> [Dataset extract]
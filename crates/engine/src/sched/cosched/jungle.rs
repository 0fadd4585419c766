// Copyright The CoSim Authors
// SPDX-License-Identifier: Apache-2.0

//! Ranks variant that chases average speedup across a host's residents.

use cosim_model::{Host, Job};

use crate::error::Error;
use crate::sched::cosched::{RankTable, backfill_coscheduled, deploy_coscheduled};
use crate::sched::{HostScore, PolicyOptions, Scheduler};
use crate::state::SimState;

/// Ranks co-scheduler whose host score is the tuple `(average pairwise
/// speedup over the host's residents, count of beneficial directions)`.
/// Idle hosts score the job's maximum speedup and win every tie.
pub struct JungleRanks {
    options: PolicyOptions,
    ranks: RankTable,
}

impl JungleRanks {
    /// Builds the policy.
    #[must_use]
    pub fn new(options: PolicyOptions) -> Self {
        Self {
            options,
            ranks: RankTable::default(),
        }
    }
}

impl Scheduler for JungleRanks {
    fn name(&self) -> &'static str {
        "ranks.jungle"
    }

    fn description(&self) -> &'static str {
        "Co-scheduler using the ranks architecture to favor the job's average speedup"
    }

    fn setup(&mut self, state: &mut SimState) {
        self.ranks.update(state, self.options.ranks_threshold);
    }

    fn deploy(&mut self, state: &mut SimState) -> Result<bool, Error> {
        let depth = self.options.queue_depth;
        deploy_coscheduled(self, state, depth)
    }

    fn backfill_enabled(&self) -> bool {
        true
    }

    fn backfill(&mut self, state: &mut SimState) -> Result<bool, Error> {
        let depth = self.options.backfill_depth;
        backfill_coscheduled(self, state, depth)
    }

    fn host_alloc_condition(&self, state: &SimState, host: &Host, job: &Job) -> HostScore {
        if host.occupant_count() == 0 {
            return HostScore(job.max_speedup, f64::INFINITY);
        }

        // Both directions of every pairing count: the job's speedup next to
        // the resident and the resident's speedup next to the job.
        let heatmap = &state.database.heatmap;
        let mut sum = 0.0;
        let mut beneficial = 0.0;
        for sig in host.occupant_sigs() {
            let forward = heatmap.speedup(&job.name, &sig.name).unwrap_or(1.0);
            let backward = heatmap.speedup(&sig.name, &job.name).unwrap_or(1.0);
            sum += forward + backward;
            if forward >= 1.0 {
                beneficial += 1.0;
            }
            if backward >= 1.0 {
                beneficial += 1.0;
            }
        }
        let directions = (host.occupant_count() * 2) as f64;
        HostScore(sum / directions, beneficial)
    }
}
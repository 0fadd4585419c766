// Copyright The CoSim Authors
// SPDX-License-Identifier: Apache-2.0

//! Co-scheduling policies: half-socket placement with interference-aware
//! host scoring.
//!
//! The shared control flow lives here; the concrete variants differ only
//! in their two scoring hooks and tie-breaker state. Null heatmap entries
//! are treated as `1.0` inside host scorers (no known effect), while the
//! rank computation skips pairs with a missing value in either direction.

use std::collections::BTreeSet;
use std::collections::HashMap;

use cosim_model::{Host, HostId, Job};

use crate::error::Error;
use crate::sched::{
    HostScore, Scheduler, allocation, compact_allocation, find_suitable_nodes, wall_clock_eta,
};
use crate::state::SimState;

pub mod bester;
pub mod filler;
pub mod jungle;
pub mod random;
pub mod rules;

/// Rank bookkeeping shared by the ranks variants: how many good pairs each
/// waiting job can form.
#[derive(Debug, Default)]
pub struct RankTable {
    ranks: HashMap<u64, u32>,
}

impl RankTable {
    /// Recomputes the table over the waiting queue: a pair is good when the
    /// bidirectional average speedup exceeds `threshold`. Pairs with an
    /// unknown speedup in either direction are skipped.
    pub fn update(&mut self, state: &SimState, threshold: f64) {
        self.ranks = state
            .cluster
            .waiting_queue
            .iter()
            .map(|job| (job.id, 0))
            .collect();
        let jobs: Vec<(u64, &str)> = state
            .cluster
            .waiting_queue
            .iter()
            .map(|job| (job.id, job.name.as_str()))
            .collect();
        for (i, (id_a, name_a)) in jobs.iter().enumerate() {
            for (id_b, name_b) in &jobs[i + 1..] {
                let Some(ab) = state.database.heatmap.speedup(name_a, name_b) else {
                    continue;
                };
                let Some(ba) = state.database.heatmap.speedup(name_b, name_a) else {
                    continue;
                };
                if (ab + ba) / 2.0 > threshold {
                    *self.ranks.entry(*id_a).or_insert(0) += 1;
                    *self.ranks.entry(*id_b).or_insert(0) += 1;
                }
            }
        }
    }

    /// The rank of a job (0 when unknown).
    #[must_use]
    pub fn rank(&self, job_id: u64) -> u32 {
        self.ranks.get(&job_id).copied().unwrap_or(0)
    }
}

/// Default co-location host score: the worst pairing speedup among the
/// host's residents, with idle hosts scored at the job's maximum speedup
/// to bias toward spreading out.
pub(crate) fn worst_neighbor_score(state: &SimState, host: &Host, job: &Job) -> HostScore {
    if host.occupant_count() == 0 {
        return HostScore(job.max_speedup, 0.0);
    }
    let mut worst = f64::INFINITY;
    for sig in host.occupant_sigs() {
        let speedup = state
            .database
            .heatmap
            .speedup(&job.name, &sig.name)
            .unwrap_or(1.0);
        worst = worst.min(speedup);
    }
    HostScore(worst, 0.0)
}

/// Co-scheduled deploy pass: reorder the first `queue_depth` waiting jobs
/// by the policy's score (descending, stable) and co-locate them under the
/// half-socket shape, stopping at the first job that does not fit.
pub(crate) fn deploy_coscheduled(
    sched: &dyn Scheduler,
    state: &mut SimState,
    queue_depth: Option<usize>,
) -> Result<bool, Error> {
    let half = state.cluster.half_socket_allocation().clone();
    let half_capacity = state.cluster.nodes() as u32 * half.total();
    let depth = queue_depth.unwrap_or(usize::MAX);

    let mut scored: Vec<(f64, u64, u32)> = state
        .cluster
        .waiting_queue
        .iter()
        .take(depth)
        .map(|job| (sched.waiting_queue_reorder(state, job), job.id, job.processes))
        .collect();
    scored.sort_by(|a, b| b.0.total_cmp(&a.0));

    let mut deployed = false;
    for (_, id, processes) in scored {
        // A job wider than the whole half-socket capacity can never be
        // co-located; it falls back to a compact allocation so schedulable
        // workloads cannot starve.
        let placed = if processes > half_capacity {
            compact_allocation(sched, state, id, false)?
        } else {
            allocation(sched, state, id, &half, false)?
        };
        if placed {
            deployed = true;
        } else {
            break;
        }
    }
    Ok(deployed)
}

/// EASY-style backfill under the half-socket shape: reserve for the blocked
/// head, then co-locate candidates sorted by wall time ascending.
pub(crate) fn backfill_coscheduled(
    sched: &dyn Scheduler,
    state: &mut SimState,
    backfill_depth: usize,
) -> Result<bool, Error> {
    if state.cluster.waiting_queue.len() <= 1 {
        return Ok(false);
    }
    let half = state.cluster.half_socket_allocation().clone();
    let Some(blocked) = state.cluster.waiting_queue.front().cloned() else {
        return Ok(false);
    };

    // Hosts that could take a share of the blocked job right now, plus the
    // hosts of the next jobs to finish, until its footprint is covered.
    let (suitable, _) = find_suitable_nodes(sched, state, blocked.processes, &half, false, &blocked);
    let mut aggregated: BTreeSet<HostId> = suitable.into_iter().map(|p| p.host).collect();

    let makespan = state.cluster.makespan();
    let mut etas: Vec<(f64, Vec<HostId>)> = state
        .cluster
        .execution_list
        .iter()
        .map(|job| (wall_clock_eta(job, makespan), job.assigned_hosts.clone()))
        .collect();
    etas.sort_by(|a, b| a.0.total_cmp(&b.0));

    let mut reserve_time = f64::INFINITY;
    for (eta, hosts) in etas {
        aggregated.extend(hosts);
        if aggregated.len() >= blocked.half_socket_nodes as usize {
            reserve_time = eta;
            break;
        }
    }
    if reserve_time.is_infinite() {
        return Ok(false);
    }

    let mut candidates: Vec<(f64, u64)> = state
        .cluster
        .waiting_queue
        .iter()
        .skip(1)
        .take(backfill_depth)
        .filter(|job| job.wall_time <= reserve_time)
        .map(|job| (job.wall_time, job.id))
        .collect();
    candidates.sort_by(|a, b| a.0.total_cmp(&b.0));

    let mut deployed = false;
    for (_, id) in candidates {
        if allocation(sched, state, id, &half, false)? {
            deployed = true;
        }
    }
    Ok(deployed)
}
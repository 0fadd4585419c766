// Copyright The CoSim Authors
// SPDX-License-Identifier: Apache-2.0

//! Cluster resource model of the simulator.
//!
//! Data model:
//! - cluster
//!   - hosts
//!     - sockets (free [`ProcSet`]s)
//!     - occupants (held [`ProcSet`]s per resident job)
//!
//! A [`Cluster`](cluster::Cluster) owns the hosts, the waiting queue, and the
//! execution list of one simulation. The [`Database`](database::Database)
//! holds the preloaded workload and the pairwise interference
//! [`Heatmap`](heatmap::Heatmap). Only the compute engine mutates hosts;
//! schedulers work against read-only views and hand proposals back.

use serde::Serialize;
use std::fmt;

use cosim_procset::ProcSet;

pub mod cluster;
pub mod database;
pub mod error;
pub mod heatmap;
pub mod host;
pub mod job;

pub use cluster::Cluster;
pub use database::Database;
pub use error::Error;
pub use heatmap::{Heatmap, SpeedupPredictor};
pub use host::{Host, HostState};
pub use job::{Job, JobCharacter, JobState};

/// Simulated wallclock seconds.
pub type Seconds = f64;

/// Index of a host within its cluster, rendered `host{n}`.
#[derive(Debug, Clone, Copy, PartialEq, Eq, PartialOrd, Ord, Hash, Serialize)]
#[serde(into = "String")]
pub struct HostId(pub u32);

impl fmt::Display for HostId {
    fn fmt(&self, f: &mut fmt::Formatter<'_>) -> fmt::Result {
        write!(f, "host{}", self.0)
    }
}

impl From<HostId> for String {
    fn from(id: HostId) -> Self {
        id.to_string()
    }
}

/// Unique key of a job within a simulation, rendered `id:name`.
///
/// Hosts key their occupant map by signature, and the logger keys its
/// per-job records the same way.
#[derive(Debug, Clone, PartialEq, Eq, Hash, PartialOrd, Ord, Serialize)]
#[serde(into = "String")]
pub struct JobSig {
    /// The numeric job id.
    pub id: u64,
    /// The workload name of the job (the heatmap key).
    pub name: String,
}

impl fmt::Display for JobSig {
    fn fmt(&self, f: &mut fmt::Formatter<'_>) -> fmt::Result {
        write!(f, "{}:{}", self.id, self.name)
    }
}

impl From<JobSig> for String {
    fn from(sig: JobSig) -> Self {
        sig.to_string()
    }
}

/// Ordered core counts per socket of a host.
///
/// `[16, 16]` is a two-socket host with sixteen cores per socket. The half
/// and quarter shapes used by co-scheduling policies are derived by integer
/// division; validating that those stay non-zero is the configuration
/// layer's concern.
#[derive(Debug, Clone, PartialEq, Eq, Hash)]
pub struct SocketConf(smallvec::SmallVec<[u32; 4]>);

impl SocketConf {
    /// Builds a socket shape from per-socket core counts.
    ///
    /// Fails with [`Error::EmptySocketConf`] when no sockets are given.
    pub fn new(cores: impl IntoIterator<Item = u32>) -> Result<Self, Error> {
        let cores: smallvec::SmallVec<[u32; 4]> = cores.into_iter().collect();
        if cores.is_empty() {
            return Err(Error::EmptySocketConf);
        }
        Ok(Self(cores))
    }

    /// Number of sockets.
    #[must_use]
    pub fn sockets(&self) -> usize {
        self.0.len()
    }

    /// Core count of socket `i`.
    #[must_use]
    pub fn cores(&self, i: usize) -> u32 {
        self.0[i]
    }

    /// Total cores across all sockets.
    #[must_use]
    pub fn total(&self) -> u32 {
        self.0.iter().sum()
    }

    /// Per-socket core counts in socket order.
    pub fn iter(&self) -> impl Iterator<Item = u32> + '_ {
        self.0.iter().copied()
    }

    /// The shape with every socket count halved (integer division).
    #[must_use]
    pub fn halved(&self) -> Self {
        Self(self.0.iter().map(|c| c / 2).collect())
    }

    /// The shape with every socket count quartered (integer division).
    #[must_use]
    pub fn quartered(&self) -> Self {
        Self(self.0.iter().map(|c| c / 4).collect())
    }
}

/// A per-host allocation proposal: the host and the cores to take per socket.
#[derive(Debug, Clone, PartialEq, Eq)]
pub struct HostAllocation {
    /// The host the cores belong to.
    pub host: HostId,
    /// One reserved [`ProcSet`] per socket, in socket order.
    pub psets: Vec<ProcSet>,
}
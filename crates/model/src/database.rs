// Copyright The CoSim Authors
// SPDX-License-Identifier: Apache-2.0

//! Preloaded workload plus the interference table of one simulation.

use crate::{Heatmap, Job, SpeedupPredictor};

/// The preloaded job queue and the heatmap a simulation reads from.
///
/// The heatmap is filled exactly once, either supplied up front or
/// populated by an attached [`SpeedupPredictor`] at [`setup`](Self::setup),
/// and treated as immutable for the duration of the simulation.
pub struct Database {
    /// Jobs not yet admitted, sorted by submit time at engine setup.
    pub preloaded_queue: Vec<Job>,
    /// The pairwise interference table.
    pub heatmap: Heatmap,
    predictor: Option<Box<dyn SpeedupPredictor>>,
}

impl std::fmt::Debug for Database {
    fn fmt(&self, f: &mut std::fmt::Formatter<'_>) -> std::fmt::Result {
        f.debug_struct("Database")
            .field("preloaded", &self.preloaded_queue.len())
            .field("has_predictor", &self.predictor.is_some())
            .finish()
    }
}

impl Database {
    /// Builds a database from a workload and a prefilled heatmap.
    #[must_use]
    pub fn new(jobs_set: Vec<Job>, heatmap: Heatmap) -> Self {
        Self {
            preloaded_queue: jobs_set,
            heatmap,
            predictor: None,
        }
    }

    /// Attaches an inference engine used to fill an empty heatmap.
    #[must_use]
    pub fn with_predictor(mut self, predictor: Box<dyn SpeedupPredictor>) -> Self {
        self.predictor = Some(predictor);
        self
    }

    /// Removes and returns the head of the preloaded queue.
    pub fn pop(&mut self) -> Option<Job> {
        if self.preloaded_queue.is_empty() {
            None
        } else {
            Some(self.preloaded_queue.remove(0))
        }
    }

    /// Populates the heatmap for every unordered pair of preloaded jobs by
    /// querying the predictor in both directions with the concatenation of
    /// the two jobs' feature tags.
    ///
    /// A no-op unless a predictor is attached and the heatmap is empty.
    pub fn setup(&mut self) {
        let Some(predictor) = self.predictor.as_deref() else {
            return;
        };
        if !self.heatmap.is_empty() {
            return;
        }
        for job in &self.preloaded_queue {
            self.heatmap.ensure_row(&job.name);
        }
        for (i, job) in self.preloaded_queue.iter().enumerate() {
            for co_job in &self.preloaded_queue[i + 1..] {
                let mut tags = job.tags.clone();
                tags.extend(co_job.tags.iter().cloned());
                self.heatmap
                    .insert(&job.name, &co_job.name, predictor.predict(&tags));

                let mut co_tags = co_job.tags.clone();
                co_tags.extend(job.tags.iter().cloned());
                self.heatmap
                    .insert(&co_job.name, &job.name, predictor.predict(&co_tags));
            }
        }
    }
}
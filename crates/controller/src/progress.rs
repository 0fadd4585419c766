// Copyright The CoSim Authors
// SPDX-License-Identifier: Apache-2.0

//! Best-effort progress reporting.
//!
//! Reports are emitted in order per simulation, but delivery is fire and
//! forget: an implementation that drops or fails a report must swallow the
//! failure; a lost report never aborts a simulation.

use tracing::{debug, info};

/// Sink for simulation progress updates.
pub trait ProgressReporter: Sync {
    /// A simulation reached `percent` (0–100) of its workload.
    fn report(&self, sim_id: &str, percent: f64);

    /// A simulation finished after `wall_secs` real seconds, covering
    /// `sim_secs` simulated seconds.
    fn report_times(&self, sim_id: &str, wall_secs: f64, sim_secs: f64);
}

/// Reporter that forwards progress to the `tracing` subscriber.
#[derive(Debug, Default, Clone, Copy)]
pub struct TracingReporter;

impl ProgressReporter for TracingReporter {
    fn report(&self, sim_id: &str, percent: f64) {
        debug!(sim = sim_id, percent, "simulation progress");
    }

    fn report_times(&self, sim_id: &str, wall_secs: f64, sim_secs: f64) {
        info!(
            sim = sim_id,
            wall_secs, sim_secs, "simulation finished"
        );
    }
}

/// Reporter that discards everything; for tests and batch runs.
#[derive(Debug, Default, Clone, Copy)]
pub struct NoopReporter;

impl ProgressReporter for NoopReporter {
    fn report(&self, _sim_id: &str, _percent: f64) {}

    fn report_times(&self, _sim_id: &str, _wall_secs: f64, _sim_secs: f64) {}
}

> [The problem]
Take the stretch of lines above from the one containing "use serde::Serialize;" through the one containing "numeric job id." and repeat it exactly, adding no other line.

> [Result of the exercise]
use serde::Serialize;
use std::fmt;

use cosim_procset::ProcSet;

pub mod cluster;
pub mod database;
pub mod error;
pub mod heatmap;
pub mod host;
pub mod job;

pub use cluster::Cluster;
pub use database::Database;
pub use error::Error;
pub use heatmap::{Heatmap, SpeedupPredictor};
pub use host::{Host, HostState};
pub use job::{Job, JobCharacter, JobState};

/// Simulated wallclock seconds.
pub type Seconds = f64;

/// Index of a host within its cluster, rendered `host{n}`.
#[derive(Debug, Clone, Copy, PartialEq, Eq, PartialOrd, Ord, Hash, Serialize)]
#[serde(into = "String")]
pub struct HostId(pub u32);

impl fmt::Display for HostId {
    fn fmt(&self, f: &mut fmt::Formatter<'_>) -> fmt::Result {
        write!(f, "host{}", self.0)
    }
}

impl From<HostId> for String {
    fn from(id: HostId) -> Self {
        id.to_string()
    }
}

/// Unique key of a job within a simulation, rendered `id:name`.
///
/// Hosts key their occupant map by signature, and the logger keys its
/// per-job records the same way.
#[derive(Debug, Clone, PartialEq, Eq, Hash, PartialOrd, Ord, Serialize)]
#[serde(into = "String")]
pub struct JobSig {
    /// The numeric job id.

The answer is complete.